* PROVIDED INFORMATION:
//
// namespaces.rs
//
// Statically known namespaces and default element/type and function namespaces
//

use serde::Serialize;

use crate::dialect::DialectConfig;
use crate::predefined::{predefined_namespaces, DEFAULT_FUNCTION_NAMESPACE};
use crate::qname::QualifiedName;
use crate::syntax::{Node, NodeId, SyntaxKind};

/// A prefix bound to a namespace URI.
///
/// Bindings from the predefined table have no declaring node.
#[derive(Debug, Clone, PartialEq, Eq, Serialize)]
pub struct NamespaceBinding {
    pub prefix: String,
    pub uri: String,
    pub declaring_node: Option<NodeId>,
}

/// Which default namespace an entry overrides.
#[derive(Debug, Clone, Copy, PartialEq, Eq, Hash, Serialize)]
pub enum DefaultNamespaceType {
    ElementOrType,
    Function,
}

/// One level of a default namespace override stack.
///
/// The fallback entry at the end of each stack has no declaring node.
#[derive(Debug, Clone, PartialEq, Eq, Serialize)]
pub struct DefaultNamespaceEntry {
    pub kind: DefaultNamespaceType,
    pub uri: String,
    pub declaring_node: Option<NodeId>,
}

// ============================================================================
// Declaration extraction
// ============================================================================

fn token_text(node: Node<'_>, kind: SyntaxKind) -> Option<&str> {
    node.child_of_kind(kind).and_then(|n| n.text())
}

/// The `(prefix, uri)` a prolog declaration binds, if it is complete.
fn prolog_namespace_binding(decl: Node<'_>) -> Option<(&str, &str)> {
    let prefix = match decl.kind() {
        SyntaxKind::NamespaceDecl | SyntaxKind::ModuleImport | SyntaxKind::ModuleDecl => {
            token_text(decl, SyntaxKind::NCName)
        }
        SyntaxKind::SchemaImport => decl
            .child_of_kind(SyntaxKind::SchemaPrefix)
            .and_then(|p| token_text(p, SyntaxKind::NCName)),
        _ => return None,
    };
    let uri = token_text(decl, SyntaxKind::UriLiteral);
    match (prefix, uri) {
        (Some(prefix), Some(uri)) => Some((prefix, uri)),
        _ => {
            log::debug!("Skipping incomplete namespace declaration {:?}", decl);
            None
        }
    }
}

/// The default namespace a prolog declaration sets, if any.
fn prolog_default_namespace(decl: Node<'_>) -> Option<(DefaultNamespaceType, &str)> {
    let kind_token = match decl.kind() {
        SyntaxKind::DefaultNamespaceDecl => decl.child_of_kind(SyntaxKind::DefaultNamespaceKind)?,
        SyntaxKind::SchemaImport => decl
            .child_of_kind(SyntaxKind::SchemaPrefix)?
            .child_of_kind(SyntaxKind::DefaultNamespaceKind)?,
        _ => return None,
    };
    let kind = match kind_token.text()? {
        "element" => DefaultNamespaceType::ElementOrType,
        "function" if decl.kind() == SyntaxKind::DefaultNamespaceDecl => {
            DefaultNamespaceType::Function
        }
        _ => return None,
    };
    Some((kind, token_text(decl, SyntaxKind::UriLiteral)?))
}

/// Namespace declaration attributes of a direct element constructor, in
/// document order: `(Some(prefix), uri)` for `xmlns:p` and `(None, uri)` for
/// `xmlns`.
fn namespace_attributes<'t>(
    element: Node<'t>,
) -> impl Iterator<Item = (Option<&'t str>, &'t str, NodeId)> + 't {
    element
        .children_of_kind(SyntaxKind::DirAttributeList)
        .flat_map(|list| list.children_of_kind(SyntaxKind::DirAttribute))
        .filter_map(|attr| {
            let name = QualifiedName::parse(token_text(attr, SyntaxKind::AttributeName)?)?;
            let value = token_text(attr, SyntaxKind::DirAttributeValue)?;
            let prefix = match (name.prefix.as_deref(), name.local_name.as_str()) {
                (Some("xmlns"), _) => Some(attr_local_name(attr)?),
                (None, "xmlns") => None,
                _ => return None,
            };
            Some((prefix, value, attr.id()))
        })
}

fn attr_local_name(attr: Node<'_>) -> Option<&str> {
    token_text(attr, SyntaxKind::AttributeName)?.split_once(':').map(|(_, local)| local.trim())
}

fn prolog_declarations<'t>(module: Node<'t>) -> impl DoubleEndedIterator<Item = Node<'t>> + 't {
    module
        .child_of_kind(SyntaxKind::Prolog)
        .into_iter()
        .flat_map(|prolog| prolog.children())
}

// ============================================================================
// Namespace Resolver
// ============================================================================

/// Every prefix binding visible at `node`, nearest declaration first,
/// followed by the dialect's predefined namespaces.
///
/// Duplicate prefixes are all reported; the first occurrence shadows the
/// rest. Declarations missing their prefix or URI are skipped.
pub fn statically_known_namespaces(node: Node<'_>, dialect: DialectConfig) -> Vec<NamespaceBinding> {
    let mut bindings = Vec::new();

    for scope in node.self_and_ancestors() {
        match scope.kind() {
            SyntaxKind::DirElemConstructor => {
                for (prefix, uri, attr) in namespace_attributes(scope) {
                    if let Some(prefix) = prefix {
                        bindings.push(NamespaceBinding {
                            prefix: prefix.to_string(),
                            uri: uri.to_string(),
                            declaring_node: Some(attr),
                        });
                    }
                }
            }
            SyntaxKind::MainModule | SyntaxKind::LibraryModule => {
                let decls = prolog_declarations(scope)
                    .rev()
                    .chain(scope.child_of_kind(SyntaxKind::ModuleDecl));
                for decl in decls {
                    if let Some((prefix, uri)) = prolog_namespace_binding(decl) {
                        bindings.push(NamespaceBinding {
                            prefix: prefix.to_string(),
                            uri: uri.to_string(),
                            declaring_node: Some(decl.id()),
                        });
                    }
                }
            }
            _ => {}
        }
    }

    log::trace!(
        "{} declared namespace bindings at {:?}",
        bindings.len(),
        node
    );

    bindings.extend(
        predefined_namespaces(dialect.vendor_profile)
            .into_iter()
            .map(|(prefix, uri)| NamespaceBinding {
                prefix: prefix.to_string(),
                uri: uri.to_string(),
                declaring_node: None,
            }),
    );
    bindings
}

/// The binding `prefix` resolves to at `node`, after shadowing.
pub fn resolve_prefix(node: Node<'_>, prefix: &str, dialect: DialectConfig) -> Option<NamespaceBinding> {
    statically_known_namespaces(node, dialect)
        .into_iter()
        .find(|b| b.prefix == prefix)
}

// ============================================================================
// Default Namespace Resolver
// ============================================================================

fn default_namespaces(node: Node<'_>, wanted: DefaultNamespaceType) -> Vec<DefaultNamespaceEntry> {
    let mut entries = Vec::new();

    for scope in node.self_and_ancestors() {
        match scope.kind() {
            SyntaxKind::DirElemConstructor if wanted == DefaultNamespaceType::ElementOrType => {
                for (prefix, uri, attr) in namespace_attributes(scope) {
                    if prefix.is_none() {
                        entries.push(DefaultNamespaceEntry {
                            kind: wanted,
                            uri: uri.to_string(),
                            declaring_node: Some(attr),
                        });
                    }
                }
            }
            SyntaxKind::MainModule | SyntaxKind::LibraryModule => {
                for decl in prolog_declarations(scope).rev() {
                    match prolog_default_namespace(decl) {
                        Some((kind, uri)) if kind == wanted => {
                            entries.push(DefaultNamespaceEntry {
                                kind,
                                uri: uri.to_string(),
                                declaring_node: Some(decl.id()),
                            });
                        }
                        _ => {}
                    }
                }
            }
            _ => {}
        }
    }

    let fallback = match wanted {
        DefaultNamespaceType::ElementOrType => "",
        DefaultNamespaceType::Function => DEFAULT_FUNCTION_NAMESPACE,
    };
    entries.push(DefaultNamespaceEntry {
        kind: wanted,
        uri: fallback.to_string(),
        declaring_node: None,
    });
    entries
}

/// Default element/type namespaces in effect at `node`, innermost first,
/// ending with the `""` fallback.
pub fn default_element_or_type_namespace(node: Node<'_>) -> Vec<DefaultNamespaceEntry> {
    default_namespaces(node, DefaultNamespaceType::ElementOrType)
}

/// Default function namespaces in effect at `node`, innermost first, ending
/// with the built-in function namespace.
pub fn default_function_namespace(node: Node<'_>) -> Vec<DefaultNamespaceEntry> {
    default_namespaces(node, DefaultNamespaceType::Function)
}

// ============================================================================
// Name expansion
// ============================================================================

/// What a name token names, which decides how an unprefixed name expands.
#[derive(Debug, Clone, Copy, PartialEq, Eq)]
pub enum NameRole {
    Function,
    ElementOrType,
    /// Variables, attributes and other names that are in no namespace when
    /// unprefixed.
    NoDefault,
}

impl NameRole {
    /// Role of a name token from its position in the tree.
    pub fn of(token: Node<'_>) -> NameRole {
        match token.parent().map(|p| p.kind()) {
            Some(
                SyntaxKind::FunctionCall
                | SyntaxKind::NamedFunctionRef
                | SyntaxKind::ArrowFunctionSpecifier
                | SyntaxKind::FunctionDecl,
            ) => NameRole::Function,
            Some(SyntaxKind::DirElemConstructor | SyntaxKind::SequenceType | SyntaxKind::TypeDeclaration) => {
                NameRole::ElementOrType
            }
            _ => NameRole::NoDefault,
        }
    }
}

/// Expand `name` as written at `node`.
///
/// Returns `None` when the prefix has no binding in scope.
pub fn expand_name(
    node: Node<'_>,
    name: &QualifiedName,
    role: NameRole,
    dialect: DialectConfig,
) -> Option<QualifiedName> {
    if name.is_uri_qualified() {
        return Some(name.clone());
    }
    let namespace = match &name.prefix {
        Some(prefix) => resolve_prefix(node, prefix, dialect)?.uri,
        None => match role {
            NameRole::Function => default_function_namespace(node).into_iter().next()?.uri,
            NameRole::ElementOrType => default_element_or_type_namespace(node).into_iter().next()?.uri,
            NameRole::NoDefault => return Some(name.clone()),
        },
    };
    Some(name.clone().with_namespace(namespace))
}

/// Expand the name carried by an `EQName`, `VarName` or `AttributeName` token.
pub fn expand_qname(token: Node<'_>, dialect: DialectConfig) -> Option<QualifiedName> {
    let name = QualifiedName::parse(token.text()?)?;
    expand_name(token, &name, NameRole::of(token), dialect)
}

* WHAT NEEDS TO BE DONE: Please copy each line of the entries in which the word "DialectConfig" shows up.

* EXPECTED OUTPUT:
use crate::dialect::DialectConfig;
pub fn statically_known_namespaces(node: Node<'_>, dialect: DialectConfig) -> Vec<NamespaceBinding> {
pub fn resolve_prefix(node: Node<'_>, prefix: &str, dialect: DialectConfig) -> Option<NamespaceBinding> {
    dialect: DialectConfig,
pub fn expand_qname(token: Node<'_>, dialect: DialectConfig) -> Option<QualifiedName> {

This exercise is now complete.